** Opening Supplied records block **
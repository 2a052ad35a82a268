use std::{fmt, str::FromStr};

use serde::{Deserialize, Serialize};
use time::OffsetDateTime;
use uuid::Uuid;

/// Coarse authorization tag carried by every account and token.
#[derive(Debug, Clone, Copy, Serialize, Deserialize, PartialEq, Eq)]
#[serde(rename_all = "UPPERCASE")]
pub enum Role {
    User,
    Admin,
}

impl Role {
    pub fn as_str(&self) -> &'static str {
        match self {
            Role::User => "USER",
            Role::Admin => "ADMIN",
        }
    }
}

impl fmt::Display for Role {
    fn fmt(&self, f: &mut fmt::Formatter<'_>) -> fmt::Result {
        f.write_str(self.as_str())
    }
}

impl FromStr for Role {
    type Err = anyhow::Error;

    fn from_str(s: &str) -> Result<Self, Self::Err> {
        match s {
            "USER" => Ok(Role::User),
            "ADMIN" => Ok(Role::Admin),
            other => anyhow::bail!("unknown role {other:?}"),
        }
    }
}

/// User record in the credential store.
#[derive(Debug, Clone, Serialize)]
#[serde(rename_all = "camelCase")]
pub struct User {
    pub id: Uuid,
    pub name: String,
    pub phone: String,
    #[serde(skip_serializing)]
    pub password_hash: String, // Argon2 (or legacy bcrypt) digest, never exposed
    pub role: Role,
    pub national_id: Option<String>,
    pub created_at: OffsetDateTime,
}

/// Fields needed to create a user; `id` and `created_at` come from the store.
#[derive(Debug, Clone)]
pub struct NewUser {
    pub name: String,
    pub phone: String,
    pub password_hash: String,
    pub role: Role,
    pub national_id: Option<String>,
}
** Closing Supplied records block **
[What you will do] Where the word "anyhow" is present in a line of the listing, copy that line.

[Reply]
    type Err = anyhow::Error;
            other => anyhow::bail!("unknown role {other:?}"),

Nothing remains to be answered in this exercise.